Photograph courtesy of Fanizzi's Restaurant by the Sea
Films, from art-house wonders to mainstream Hollywood hits, are also screened year-round at the intimate Waters Edge Cinema, operated by the savvy curators of the Provincetown Film Society. Local radio stations WOMR and WFMR host “Thursday Night at the Movies”—classic 16-millimeter and 8-millimeter reel-to-reel films dating to the 1930s, some talkies and some silent, with occasional musical accompaniment.
Another bright light of winter is the Provincetown Art Association and Museum, where rotating exhibits through March offer works from its 3,000-plus permanent collection, including recent gifts. Starting January 10 (with a popular “opening night” reception on January 24), the museum spotlights works by visual artists from around the country who are completing 2019-2020 residencies at Provincetown’s Fine Arts Work Center. The nonprofit center helps keep the local arts vital, and each season selects 20 emerging artists and writers for seven-month fellowships. It also hosts its own winter series of readings and solo exhibitions of fellows’ work, along with events with other guests artists and writers. “Energetic and intimate,” says Lydia Marie Hicks, the visual-arts fellowship coordinator, these gatherings are “an exciting way to see the future of the art and writing worlds unfold.” Check the website for schedule details.
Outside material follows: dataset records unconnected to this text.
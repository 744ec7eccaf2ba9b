//! Addressing nodes inside a document tree.

use super::{Block, ListItem, TableCell};
use serde::{Deserialize, Serialize};
use std::fmt;

/// One step from a node to one of its children.
#[derive(Debug, Clone, Copy, PartialEq, Eq, Serialize, Deserialize)]
pub enum PathStep {
    /// Child block by index
    Block(usize),
    /// List item by index
    Item(usize),
    /// Table cell by row and column
    Cell {
        /// Row index
        row: usize,
        /// Column index
        column: usize,
    },
}

/// Location of a node, as a sequence of steps from the document root.
///
/// Paths stay valid while nodes are only replaced in place, never inserted or removed.
#[derive(Debug, Clone, Default, PartialEq, Eq, Serialize, Deserialize)]
pub struct NodePath {
    steps: Vec<PathStep>,
}

impl NodePath {
    /// Path to a top-level block.
    pub fn root(index: usize) -> Self {
        Self {
            steps: vec![PathStep::Block(index)],
        }
    }

    /// Extend with a child block step.
    pub fn block(self, index: usize) -> Self {
        self.push(PathStep::Block(index))
    }

    /// Extend with a list item step.
    pub fn item(self, index: usize) -> Self {
        self.push(PathStep::Item(index))
    }

    /// Extend with a table cell step.
    pub fn cell(self, row: usize, column: usize) -> Self {
        self.push(PathStep::Cell { row, column })
    }

    /// Append a step and return self.
    pub fn push(mut self, step: PathStep) -> Self {
        self.steps.push(step);
        self
    }

    /// Steps from the root.
    pub fn steps(&self) -> &[PathStep] {
        &self.steps
    }

    /// Nesting depth.
    pub fn depth(&self) -> usize {
        self.steps.len()
    }
}

impl fmt::Display for NodePath {
    fn fmt(&self, f: &mut fmt::Formatter<'_>) -> fmt::Result {
        for (i, step) in self.steps.iter().enumerate() {
            if i > 0 {
                f.write_str("/")?;
            }
            match step {
                PathStep::Block(index) => write!(f, "{}", index)?,
                PathStep::Item(index) => write!(f, "item[{}]", index)?,
                PathStep::Cell { row, column } => write!(f, "cell[{},{}]", row, column)?,
            }
        }
        Ok(())
    }
}

/// Shared reference to a node reached through a [`NodePath`].
#[derive(Debug, Clone, Copy)]
pub enum NodeRef<'a> {
    /// A block
    Block(&'a Block),
    /// A list item
    Item(&'a ListItem),
    /// A table cell
    Cell(&'a TableCell),
}

impl<'a> NodeRef<'a> {
    pub(crate) fn child(self, step: &PathStep) -> Option<NodeRef<'a>> {
        match (self, step) {
            (NodeRef::Block(Block::List(list)), PathStep::Item(index)) => {
                list.items.get(*index).map(NodeRef::Item)
            }
            (NodeRef::Block(Block::Table(table)), PathStep::Cell { row, column }) => table
                .rows
                .get(*row)?
                .cells
                .get(*column)
                .map(NodeRef::Cell),
            (NodeRef::Block(block), PathStep::Block(index)) => {
                block.children()?.get(*index).map(NodeRef::Block)
            }
            (NodeRef::Item(item), PathStep::Block(index)) => {
                item.blocks.get(*index).map(NodeRef::Block)
            }
            _ => None,
        }
    }
}

/// Mutable reference to a node reached through a [`NodePath`].
#[derive(Debug)]
pub enum NodeMut<'a> {
    /// A block
    Block(&'a mut Block),
    /// A list item
    Item(&'a mut ListItem),
    /// A table cell
    Cell(&'a mut TableCell),
}

impl<'a> NodeMut<'a> {
    pub(crate) fn child(self, step: &PathStep) -> Option<NodeMut<'a>> {
        match (self, step) {
            (NodeMut::Block(Block::List(list)), PathStep::Item(index)) => {
                list.items.get_mut(*index).map(NodeMut::Item)
            }
            (NodeMut::Block(Block::Table(table)), PathStep::Cell { row, column }) => table
                .rows
                .get_mut(*row)?
                .cells
                .get_mut(*column)
                .map(NodeMut::Cell),
            (NodeMut::Block(block), PathStep::Block(index)) => {
                block.children_mut()?.get_mut(*index).map(NodeMut::Block)
            }
            (NodeMut::Item(item), PathStep::Block(index)) => {
                item.blocks.get_mut(*index).map(NodeMut::Block)
            }
            _ => None,
        }
    }
}

#[cfg(test)]
mod tests {
    use super::*;

    #[test]
    fn test_path_builder() {
        let path = NodePath::root(2).block(0).item(3).block(1);
        assert_eq!(path.depth(), 4);
        assert_eq!(path.steps()[2], PathStep::Item(3));
    }

    #[test]
    fn test_path_display() {
        let path = NodePath::root(1).cell(2, 0);
        assert_eq!(path.to_string(), "1/cell[2,0]");
    }
}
Varying accommodations are open in January and February. Besides Pilgrim House, ptownie’s Miller cites the Aerie House, Anchor Inn Beach House, Benchmark Inn, Revere Guesthouse, and Gifford House. The historic, ornately decorated Land’s End Inn offers romantic tower rooms with water views, daily wine receptions, and hosts the Cape Cod Songwriters Retreats (the next one is March 2-6). Another lovely choice is the smaller Carpe Diem Guesthouse and Namaste Spa (although it is closed the last three weeks in January). The Eben House and Stowaway re-open for the 2020 season on February 1, and both the Crowne Pointe Historic Inn (and its Shui Spa) and Crown and Anchor follow suit on Valentine’s Day weekend. Note that many of Provincetown’s usual spas, wellness centers, and massage studios are not officially open, visitors can always find bodywork professionals and recommendations through the Provincetown Community Space on Facebook, Miller explains.
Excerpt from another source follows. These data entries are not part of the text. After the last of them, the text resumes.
#[test]
fn test_section_title_rewritten() {
    let dir = tempfile::tempdir().unwrap();
    let engine = MockEngine::new();
    let mut section = Section::new("About stem:[x]", 1);
    section.add_block(CompoundBlock::new(
        "example",
        vec![MathBlock::latex("y").into()],
    ));
    let mut doc = latex_doc(dir.path()).with_block(section);

    process_document(&mut doc, &engine).unwrap();

    match &doc.blocks[0] {
        Block::Section(section) => {
            let expected = format!("About image:{}.png[width=72,height=36]", content_identifier("$x$"));
            assert_eq!(section.title(), expected);
            assert!(!section.has_substituted_title());
            assert!(matches!(
                section.blocks[0].children().map(|c| &c[0]),
                Some(Block::Image(_))
            ));
        }
        other => panic!("unexpected {:?}", other),
    }
}

#[test]
fn test_table_cells() {
    let dir = tempfile::tempdir().unwrap();
    let engine = MockEngine::new();
    let nested = Document::new()
        .with_block(MathBlock::latex("z"))
        .with_block(Prose::paragraph("inner stem:[w]"));
    let mut table = Table::with_header(1);
    table.add_row(TableRow::new(vec![
        TableCell::text("stem:[a]"),
        TableCell::literal("stem:[b]"),
        TableCell::asciidoc(nested),
    ]));
    let mut doc = latex_doc(dir.path()).with_block(table);

    let report = process_document(&mut doc, &engine).unwrap();
    assert_eq!(report.nested_documents, 1);
    assert_eq!(report.math_blocks, 1);
    assert_eq!(report.inline_equations, 2);

    match doc.node(&NodePath::root(0).cell(0, 0)) {
        Some(NodeRef::Cell(cell)) => assert!(cell.text.starts_with("image:")),
        other => panic!("unexpected {:?}", other),
    }
    match doc.node(&NodePath::root(0).cell(0, 1)) {
        Some(NodeRef::Cell(cell)) => assert_eq!(cell.text, "stem:[b]"),
        other => panic!("unexpected {:?}", other),
    }
    match doc.node(&NodePath::root(0).cell(0, 2)) {
        Some(NodeRef::Cell(cell)) => {
            let inner = cell.inner_document.as_ref().unwrap();
            assert!(matches!(inner.blocks[0], Block::Image(_)));
            assert!(prose_text(inner, 1).starts_with("inner image:"));
        }
        other => panic!("unexpected {:?}", other),
    }
    assert!(!engine.requests.borrow().iter().any(|r| r.contains('b')));
}

// ==================== Configuration ====================

#[test]
fn test_imagesoutdir_relative_to_imagesdir() {
    let dir = tempfile::tempdir().unwrap();
    let engine = MockEngine::new();
    let mut doc = latex_doc(dir.path())
        .with_attribute("imagesdir", "assets/img")
        .with_attribute("imagesoutdir", "build/img")
        .with_block(MathBlock::latex("x"));

    process_document(&mut doc, &engine).unwrap();

    let file = format!("{}.png", content_identifier("$$x$$"));
    match &doc.blocks[0] {
        Block::Image(image) => assert_eq!(image.target, format!("../../build/img/{}", file)),
        other => panic!("unexpected {:?}", other),
    }
    assert!(dir.path().join("build/img").join(&file).exists());
}

#[test]
fn test_imagesdir_without_imagesoutdir() {
    let dir = tempfile::tempdir().unwrap();
    let engine = MockEngine::new();
    let mut doc = latex_doc(dir.path())
        .with_attribute("imagesdir", "images")
        .with_block(MathBlock::latex("x"));

    process_document(&mut doc, &engine).unwrap();

    let file = format!("{}.png", content_identifier("$$x$$"));
    match &doc.blocks[0] {
        Block::Image(image) => assert_eq!(image.target, file),
        other => panic!("unexpected {:?}", other),
    }
    assert!(dir.path().join("images").join(&file).exists());
}

#[test]
fn test_unknown_format_falls_back_to_png() {
    let dir = tempfile::tempdir().unwrap();
    let engine = MockEngine::new();
    let mut doc = latex_doc(dir.path())
        .with_attribute("mathematical-format", "bogus")
        .with_block(MathBlock::latex("x"));

    let processor = StemProcessor::from_document(&doc, &engine);
    assert_eq!(processor.options().format, OutputFormat::Png);
    assert_eq!(processor.options().warnings().len(), 1);

    processor.process(&mut doc).unwrap();
    match &doc.blocks[0] {
        Block::Image(image) => assert!(image.target.ends_with(".png")),
        other => panic!("unexpected {:?}", other),
    }
}

#[test]
fn test_inline_with_raster_still_processes() {
    let dir = tempfile::tempdir().unwrap();
    let engine = MockEngine::new();
    let mut doc = latex_doc(dir.path())
        .with_attribute("mathematical-inline", "true")
        .with_block(MathBlock::latex("x"));

    let report = process_document(&mut doc, &engine).unwrap();
    assert_eq!(report.files_written, 1);
    assert!(matches!(doc.blocks[0], Block::Image(_)));
}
The off-off season best suits city dwellers seeking a slow-moving, peaceful time, anyone immersed in creative projects, those who want to sit by a fire and read a book—and people eager to get outside and enjoy the volatile weather. “There are only about a thousand local people here, but they are some of the most interesting people you will ever meet,” he adds. “That’s what’s amazing about this place. There’s all this beauty—and people who appreciate that beauty, and art, and acceptance, people who appreciate everyone for their misfit qualities.”